PROBLEM TO SOLVE: For this exercise, reproduce the entries below exactly, but only from the line containing "repository 04e8298549c053e7" through the line containing "(hosts) or task", both included.
▽
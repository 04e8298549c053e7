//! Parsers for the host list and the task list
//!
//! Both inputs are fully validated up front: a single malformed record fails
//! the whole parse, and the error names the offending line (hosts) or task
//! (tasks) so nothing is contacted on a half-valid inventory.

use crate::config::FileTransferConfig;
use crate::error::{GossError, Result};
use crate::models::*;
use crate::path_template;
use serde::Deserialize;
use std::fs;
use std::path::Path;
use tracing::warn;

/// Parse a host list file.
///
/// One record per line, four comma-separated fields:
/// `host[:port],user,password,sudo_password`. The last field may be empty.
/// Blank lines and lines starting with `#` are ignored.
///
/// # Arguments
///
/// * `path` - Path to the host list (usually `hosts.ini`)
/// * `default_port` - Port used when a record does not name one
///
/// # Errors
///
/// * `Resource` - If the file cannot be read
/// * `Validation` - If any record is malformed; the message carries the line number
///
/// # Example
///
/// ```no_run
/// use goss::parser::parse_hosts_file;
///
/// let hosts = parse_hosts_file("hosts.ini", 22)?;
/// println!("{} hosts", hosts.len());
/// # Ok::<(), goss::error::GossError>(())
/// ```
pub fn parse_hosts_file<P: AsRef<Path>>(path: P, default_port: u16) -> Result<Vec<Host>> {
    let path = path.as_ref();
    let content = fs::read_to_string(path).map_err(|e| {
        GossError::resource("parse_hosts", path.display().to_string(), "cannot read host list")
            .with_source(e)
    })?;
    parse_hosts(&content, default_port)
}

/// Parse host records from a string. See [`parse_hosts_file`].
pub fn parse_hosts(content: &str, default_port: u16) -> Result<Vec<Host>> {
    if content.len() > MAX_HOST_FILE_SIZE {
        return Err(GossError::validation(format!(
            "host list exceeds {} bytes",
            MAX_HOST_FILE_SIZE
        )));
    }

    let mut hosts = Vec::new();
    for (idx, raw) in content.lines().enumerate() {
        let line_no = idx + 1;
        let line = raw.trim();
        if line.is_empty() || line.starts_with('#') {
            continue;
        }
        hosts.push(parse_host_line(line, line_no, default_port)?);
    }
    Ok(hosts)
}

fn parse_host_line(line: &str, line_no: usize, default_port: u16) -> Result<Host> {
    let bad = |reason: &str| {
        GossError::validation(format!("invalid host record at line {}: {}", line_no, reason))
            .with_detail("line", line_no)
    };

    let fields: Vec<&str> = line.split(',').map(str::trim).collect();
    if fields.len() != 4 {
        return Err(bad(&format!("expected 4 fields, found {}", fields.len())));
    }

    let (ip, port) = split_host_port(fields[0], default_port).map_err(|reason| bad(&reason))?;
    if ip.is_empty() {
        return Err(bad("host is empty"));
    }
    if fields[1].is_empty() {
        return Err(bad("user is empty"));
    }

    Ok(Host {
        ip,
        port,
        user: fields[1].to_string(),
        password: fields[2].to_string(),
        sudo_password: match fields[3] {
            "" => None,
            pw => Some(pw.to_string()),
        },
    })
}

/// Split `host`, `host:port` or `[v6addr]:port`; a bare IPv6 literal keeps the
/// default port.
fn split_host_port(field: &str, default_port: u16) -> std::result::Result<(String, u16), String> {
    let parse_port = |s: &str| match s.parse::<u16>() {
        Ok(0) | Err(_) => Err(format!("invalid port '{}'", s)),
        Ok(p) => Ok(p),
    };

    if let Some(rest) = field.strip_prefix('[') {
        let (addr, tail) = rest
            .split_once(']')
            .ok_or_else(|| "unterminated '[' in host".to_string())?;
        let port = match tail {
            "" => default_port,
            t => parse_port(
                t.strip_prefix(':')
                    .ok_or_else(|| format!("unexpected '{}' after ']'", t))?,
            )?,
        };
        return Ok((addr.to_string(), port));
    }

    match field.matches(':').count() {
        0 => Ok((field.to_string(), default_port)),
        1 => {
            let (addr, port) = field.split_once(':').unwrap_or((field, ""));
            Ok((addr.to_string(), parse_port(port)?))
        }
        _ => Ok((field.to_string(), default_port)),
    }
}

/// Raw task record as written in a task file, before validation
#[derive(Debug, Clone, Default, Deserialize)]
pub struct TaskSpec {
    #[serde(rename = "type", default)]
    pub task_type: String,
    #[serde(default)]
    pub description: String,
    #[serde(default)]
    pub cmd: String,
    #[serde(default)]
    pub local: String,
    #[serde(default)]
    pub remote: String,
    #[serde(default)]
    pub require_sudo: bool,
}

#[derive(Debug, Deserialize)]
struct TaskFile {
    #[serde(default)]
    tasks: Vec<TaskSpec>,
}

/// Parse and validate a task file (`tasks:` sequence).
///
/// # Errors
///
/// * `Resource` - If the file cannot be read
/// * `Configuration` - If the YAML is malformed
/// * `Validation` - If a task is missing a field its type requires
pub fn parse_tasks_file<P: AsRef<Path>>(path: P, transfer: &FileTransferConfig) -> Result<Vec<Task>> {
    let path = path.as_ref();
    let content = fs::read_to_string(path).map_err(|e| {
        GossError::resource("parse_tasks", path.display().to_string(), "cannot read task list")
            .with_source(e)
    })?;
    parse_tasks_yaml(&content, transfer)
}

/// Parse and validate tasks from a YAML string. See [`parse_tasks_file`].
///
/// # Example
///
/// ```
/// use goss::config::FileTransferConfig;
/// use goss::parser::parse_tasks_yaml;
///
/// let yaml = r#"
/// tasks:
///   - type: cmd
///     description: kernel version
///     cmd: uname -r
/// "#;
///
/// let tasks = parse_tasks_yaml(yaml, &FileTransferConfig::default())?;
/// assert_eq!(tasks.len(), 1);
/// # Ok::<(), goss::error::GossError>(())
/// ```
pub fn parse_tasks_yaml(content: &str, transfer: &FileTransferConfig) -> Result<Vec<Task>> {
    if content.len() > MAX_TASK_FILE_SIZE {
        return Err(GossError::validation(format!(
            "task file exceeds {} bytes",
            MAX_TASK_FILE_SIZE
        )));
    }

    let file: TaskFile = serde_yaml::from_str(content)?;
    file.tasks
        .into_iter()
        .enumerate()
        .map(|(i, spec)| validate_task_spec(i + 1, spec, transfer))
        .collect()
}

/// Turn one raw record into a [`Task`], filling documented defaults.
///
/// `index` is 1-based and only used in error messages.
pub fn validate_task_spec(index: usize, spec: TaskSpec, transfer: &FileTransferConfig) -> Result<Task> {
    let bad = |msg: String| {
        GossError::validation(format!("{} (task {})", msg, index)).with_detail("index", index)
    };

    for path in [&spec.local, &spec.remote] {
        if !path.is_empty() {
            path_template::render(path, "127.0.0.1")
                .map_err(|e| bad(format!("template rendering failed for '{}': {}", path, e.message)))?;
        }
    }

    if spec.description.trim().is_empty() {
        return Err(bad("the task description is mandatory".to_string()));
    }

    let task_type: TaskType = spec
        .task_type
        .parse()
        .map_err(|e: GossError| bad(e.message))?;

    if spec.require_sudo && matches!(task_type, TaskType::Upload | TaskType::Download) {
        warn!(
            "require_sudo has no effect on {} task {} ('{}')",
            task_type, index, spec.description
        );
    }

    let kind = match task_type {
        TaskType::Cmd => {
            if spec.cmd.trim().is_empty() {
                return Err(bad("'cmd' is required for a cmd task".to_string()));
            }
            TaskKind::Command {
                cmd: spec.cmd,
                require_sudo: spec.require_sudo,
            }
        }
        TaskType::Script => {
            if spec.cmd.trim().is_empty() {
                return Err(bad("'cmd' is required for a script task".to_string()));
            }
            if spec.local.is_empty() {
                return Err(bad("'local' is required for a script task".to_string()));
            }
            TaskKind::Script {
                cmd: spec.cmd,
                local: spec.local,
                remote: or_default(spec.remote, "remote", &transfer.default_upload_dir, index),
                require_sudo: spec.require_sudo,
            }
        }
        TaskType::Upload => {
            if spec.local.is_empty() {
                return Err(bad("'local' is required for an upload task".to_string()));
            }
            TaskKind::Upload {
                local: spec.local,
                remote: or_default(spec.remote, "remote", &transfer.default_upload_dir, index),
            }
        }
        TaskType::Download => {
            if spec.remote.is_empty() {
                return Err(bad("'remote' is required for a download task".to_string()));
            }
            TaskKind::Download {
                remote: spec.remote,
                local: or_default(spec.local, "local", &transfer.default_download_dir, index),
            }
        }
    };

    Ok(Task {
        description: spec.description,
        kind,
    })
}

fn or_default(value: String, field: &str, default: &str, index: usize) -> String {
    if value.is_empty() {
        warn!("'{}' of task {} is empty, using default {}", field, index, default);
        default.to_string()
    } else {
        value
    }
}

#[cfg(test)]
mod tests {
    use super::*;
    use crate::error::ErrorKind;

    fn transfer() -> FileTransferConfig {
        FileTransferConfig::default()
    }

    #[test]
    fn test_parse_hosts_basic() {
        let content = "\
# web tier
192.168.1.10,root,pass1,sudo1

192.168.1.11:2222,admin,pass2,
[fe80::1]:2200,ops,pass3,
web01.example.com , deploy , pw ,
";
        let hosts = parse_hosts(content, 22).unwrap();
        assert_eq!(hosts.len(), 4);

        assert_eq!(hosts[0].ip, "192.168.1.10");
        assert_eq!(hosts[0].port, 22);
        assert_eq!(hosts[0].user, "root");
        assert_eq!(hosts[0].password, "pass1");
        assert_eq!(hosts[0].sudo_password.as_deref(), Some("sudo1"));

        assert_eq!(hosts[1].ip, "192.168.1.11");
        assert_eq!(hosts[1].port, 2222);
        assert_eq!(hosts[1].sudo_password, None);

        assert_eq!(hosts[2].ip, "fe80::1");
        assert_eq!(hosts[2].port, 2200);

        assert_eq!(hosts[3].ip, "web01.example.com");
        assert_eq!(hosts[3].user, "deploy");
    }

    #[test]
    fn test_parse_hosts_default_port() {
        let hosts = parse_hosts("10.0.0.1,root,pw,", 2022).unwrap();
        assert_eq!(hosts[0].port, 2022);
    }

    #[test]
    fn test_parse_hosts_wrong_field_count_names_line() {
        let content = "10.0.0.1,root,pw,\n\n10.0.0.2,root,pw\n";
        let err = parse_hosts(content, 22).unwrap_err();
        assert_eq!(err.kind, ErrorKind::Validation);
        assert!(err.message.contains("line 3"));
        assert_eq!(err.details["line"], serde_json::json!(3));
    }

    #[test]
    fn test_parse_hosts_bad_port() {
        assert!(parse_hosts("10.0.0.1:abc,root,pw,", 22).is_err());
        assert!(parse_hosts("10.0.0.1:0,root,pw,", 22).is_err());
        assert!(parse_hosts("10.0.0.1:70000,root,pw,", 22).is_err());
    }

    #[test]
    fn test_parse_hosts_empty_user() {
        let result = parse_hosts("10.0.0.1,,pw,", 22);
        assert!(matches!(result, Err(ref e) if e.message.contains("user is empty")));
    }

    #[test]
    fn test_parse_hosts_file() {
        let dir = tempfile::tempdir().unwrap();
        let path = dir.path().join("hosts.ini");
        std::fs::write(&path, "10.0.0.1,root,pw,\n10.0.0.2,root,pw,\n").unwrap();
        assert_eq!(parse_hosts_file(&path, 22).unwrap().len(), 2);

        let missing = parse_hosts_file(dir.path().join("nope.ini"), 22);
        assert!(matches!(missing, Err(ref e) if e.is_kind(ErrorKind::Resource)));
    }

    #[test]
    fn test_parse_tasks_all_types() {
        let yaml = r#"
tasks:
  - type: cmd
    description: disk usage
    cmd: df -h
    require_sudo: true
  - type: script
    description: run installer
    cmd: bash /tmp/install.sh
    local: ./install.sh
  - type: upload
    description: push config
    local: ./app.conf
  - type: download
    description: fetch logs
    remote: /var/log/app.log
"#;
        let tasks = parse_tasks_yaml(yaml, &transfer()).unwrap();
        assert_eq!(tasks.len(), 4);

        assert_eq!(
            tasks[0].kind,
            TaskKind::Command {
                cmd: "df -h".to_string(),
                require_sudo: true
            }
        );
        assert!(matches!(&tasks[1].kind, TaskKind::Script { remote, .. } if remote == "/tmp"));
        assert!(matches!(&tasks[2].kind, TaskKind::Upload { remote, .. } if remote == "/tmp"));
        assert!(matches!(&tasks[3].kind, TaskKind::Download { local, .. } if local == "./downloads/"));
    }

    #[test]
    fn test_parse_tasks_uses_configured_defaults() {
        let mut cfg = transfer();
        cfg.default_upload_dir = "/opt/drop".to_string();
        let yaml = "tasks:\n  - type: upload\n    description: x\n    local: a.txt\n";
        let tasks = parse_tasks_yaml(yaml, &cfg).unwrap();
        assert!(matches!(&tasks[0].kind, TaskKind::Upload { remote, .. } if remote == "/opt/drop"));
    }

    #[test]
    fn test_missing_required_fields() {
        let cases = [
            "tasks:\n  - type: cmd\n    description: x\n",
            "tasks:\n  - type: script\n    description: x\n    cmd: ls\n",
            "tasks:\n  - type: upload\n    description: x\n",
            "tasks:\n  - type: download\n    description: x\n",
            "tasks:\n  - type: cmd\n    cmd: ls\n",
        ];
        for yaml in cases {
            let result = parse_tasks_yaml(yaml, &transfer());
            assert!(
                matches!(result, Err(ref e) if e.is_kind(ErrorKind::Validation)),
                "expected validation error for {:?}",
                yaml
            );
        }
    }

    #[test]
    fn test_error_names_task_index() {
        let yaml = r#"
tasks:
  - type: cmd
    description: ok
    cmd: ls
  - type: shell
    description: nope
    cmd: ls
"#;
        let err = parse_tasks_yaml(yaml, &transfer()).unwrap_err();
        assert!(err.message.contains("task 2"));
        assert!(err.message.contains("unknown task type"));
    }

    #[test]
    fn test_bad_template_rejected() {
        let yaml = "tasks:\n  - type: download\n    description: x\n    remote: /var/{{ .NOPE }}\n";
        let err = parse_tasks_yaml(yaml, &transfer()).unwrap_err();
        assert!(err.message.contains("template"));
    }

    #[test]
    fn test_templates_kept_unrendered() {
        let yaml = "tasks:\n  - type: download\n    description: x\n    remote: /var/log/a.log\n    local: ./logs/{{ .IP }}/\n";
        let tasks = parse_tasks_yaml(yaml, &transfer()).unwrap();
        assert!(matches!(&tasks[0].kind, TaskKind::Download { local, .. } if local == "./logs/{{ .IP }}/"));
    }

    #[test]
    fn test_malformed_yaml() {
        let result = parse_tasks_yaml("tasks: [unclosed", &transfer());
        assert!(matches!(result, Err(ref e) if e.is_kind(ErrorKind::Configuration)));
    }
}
△
▽
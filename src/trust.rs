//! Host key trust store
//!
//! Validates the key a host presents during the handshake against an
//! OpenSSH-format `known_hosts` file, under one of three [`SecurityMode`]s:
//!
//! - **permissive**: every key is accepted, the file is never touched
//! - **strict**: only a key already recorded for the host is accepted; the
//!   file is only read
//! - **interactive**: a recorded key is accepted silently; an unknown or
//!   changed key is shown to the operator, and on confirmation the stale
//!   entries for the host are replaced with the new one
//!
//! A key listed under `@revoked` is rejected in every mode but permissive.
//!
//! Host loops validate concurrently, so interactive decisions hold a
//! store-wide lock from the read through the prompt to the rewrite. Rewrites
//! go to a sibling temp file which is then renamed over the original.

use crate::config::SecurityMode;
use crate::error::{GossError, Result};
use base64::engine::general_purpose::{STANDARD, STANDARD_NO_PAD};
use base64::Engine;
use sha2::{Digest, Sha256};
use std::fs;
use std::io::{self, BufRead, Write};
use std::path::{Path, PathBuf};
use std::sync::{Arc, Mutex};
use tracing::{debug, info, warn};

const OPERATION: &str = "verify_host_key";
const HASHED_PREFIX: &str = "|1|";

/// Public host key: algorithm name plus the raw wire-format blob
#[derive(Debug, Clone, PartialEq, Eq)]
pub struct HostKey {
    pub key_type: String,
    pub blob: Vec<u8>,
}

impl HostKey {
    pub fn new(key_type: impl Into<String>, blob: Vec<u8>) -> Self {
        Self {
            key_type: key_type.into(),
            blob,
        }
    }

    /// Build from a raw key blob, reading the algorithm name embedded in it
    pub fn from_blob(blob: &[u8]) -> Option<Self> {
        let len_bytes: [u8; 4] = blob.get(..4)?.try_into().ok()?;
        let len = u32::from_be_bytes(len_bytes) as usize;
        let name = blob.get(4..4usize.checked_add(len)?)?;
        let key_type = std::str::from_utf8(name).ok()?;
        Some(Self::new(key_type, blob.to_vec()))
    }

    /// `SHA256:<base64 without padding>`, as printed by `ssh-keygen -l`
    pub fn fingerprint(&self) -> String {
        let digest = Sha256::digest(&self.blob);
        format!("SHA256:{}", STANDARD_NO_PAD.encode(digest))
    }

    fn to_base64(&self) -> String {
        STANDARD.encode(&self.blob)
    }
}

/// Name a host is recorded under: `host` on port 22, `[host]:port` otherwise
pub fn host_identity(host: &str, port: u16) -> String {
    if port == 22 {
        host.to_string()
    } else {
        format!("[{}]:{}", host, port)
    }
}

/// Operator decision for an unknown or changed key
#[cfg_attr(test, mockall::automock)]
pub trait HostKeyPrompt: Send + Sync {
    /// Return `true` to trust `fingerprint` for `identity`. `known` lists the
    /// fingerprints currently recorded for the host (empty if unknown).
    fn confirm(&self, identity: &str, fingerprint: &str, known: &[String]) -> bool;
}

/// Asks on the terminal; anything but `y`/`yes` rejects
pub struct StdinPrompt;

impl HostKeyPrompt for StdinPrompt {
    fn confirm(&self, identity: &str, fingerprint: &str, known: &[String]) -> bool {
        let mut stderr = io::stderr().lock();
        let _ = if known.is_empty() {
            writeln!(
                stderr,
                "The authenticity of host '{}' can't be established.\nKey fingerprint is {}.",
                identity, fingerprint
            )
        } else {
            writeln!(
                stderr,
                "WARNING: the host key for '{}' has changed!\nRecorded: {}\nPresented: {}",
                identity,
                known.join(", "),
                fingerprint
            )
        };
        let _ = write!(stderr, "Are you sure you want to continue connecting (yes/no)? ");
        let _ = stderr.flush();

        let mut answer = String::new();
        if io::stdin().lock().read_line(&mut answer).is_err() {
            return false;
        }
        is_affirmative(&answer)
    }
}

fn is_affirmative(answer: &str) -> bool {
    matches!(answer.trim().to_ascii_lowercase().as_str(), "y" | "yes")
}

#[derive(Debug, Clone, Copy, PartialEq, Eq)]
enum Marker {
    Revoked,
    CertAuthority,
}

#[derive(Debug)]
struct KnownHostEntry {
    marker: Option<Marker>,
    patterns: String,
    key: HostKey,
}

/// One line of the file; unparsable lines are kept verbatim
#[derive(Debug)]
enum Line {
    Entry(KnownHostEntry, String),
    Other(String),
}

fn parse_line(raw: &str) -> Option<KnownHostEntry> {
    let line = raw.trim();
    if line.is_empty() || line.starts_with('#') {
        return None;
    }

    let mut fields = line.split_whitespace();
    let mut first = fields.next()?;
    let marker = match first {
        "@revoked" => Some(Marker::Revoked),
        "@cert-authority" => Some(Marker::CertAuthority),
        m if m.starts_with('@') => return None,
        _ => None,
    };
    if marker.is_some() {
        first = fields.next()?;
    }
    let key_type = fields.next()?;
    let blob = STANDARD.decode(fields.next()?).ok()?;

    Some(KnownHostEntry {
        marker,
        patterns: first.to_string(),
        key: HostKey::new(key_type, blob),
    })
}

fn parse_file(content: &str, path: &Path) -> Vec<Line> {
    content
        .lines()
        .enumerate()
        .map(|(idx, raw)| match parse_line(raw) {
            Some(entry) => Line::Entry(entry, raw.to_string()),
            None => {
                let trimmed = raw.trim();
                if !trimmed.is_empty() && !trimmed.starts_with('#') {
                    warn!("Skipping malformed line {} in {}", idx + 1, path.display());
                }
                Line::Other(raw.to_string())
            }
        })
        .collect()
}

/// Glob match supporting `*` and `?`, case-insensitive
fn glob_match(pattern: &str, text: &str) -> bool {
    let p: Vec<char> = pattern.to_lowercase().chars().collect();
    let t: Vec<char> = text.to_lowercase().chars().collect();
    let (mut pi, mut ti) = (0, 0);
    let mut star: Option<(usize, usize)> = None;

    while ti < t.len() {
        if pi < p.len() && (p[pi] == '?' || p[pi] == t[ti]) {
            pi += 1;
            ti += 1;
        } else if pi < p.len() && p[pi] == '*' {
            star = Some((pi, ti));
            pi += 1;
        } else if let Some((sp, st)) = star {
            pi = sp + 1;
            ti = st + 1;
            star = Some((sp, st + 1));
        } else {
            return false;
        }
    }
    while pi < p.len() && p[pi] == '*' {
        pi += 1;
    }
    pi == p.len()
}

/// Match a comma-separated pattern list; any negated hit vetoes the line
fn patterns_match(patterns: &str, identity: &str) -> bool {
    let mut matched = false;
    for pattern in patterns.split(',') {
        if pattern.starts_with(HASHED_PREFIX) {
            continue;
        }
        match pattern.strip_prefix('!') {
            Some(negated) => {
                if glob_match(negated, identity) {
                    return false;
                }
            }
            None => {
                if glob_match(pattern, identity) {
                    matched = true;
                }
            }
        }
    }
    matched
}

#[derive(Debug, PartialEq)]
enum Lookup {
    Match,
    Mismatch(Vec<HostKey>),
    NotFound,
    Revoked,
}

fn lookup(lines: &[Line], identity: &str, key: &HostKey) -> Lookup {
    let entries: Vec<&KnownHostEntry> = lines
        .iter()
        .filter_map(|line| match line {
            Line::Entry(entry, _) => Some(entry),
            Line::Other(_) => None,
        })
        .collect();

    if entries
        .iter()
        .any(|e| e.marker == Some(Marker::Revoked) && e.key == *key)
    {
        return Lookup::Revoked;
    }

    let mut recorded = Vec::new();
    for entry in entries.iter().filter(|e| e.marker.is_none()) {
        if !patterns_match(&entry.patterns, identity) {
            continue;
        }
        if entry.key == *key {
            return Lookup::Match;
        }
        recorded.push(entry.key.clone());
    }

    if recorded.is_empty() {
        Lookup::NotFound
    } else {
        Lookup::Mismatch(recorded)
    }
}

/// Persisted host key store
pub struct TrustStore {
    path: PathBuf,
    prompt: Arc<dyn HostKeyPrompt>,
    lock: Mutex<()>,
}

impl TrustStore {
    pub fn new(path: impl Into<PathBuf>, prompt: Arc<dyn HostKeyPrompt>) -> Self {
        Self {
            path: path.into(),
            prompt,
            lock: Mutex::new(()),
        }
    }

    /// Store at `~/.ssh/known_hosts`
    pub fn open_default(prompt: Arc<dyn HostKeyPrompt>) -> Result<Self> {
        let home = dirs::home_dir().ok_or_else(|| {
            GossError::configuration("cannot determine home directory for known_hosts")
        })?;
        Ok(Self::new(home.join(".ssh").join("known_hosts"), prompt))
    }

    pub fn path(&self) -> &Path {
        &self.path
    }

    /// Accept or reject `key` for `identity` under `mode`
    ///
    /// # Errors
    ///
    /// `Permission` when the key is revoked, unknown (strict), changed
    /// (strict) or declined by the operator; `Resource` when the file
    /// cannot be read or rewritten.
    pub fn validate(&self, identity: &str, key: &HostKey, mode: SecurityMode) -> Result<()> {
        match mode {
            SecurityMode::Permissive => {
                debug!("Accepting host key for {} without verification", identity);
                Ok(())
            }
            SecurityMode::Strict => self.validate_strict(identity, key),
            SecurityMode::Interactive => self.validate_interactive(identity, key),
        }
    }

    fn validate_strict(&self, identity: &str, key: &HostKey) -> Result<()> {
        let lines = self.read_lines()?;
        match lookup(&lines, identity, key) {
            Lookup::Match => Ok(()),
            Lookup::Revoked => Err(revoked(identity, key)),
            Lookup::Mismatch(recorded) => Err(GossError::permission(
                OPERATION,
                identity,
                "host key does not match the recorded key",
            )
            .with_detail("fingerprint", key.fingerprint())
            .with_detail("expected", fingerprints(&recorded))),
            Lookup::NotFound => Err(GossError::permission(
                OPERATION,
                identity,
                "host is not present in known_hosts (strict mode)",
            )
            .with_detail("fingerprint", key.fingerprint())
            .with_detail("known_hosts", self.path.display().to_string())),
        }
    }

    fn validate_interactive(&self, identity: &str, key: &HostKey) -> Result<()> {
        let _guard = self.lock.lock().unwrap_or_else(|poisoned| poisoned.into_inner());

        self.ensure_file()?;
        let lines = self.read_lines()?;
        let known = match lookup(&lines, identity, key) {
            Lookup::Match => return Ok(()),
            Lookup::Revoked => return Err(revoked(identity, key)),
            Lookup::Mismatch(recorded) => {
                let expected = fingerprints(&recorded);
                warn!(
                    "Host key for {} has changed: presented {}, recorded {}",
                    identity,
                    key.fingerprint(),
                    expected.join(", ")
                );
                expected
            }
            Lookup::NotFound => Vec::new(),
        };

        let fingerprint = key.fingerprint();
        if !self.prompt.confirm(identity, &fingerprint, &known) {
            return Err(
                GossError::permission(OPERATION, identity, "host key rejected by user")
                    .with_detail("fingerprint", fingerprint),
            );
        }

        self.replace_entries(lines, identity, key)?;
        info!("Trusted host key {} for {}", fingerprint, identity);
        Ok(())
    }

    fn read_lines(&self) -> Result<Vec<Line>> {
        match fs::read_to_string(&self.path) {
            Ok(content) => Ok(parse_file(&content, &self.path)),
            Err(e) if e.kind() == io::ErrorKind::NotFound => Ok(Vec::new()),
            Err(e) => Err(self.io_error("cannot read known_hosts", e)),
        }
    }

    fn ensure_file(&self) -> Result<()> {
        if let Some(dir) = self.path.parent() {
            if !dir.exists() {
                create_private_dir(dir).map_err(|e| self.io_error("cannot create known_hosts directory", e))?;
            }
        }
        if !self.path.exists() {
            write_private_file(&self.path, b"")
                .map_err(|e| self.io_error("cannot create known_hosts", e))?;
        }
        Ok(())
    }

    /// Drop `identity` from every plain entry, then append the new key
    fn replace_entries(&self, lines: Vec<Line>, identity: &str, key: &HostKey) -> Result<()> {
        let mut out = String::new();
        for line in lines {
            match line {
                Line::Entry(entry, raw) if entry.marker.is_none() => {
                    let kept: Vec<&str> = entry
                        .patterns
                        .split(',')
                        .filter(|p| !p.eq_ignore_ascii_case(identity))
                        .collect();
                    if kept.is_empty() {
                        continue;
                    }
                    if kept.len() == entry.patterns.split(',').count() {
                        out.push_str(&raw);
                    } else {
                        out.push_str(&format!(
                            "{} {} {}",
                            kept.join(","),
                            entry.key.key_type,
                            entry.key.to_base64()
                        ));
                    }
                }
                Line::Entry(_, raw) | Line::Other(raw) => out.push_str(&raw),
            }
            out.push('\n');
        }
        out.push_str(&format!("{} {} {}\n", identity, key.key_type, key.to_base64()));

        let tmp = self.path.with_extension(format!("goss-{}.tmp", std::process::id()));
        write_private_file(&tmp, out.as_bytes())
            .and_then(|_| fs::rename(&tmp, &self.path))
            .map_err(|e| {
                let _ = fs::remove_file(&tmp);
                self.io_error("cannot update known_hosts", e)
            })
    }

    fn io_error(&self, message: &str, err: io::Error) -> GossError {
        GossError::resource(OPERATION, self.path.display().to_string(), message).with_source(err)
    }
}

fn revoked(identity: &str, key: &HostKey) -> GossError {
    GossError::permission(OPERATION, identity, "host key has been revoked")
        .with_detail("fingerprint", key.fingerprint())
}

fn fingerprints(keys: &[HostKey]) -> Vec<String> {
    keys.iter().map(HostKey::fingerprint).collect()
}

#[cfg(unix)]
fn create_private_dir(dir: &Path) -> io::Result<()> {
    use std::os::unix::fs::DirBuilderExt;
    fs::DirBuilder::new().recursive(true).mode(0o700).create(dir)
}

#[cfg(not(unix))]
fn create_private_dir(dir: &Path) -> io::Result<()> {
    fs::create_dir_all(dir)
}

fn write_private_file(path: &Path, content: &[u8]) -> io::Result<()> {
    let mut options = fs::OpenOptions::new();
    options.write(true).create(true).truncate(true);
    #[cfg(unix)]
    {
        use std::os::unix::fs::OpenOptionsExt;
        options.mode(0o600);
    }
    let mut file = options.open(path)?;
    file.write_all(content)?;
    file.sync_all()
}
△
WRITTEN SOLUTION:
repository 04e8298549c053e7
//! Parsers for the host list and the task list
//!
//! Both inputs are fully validated up front: a single malformed record fails
//! the whole parse, and the error names the offending line (hosts) or task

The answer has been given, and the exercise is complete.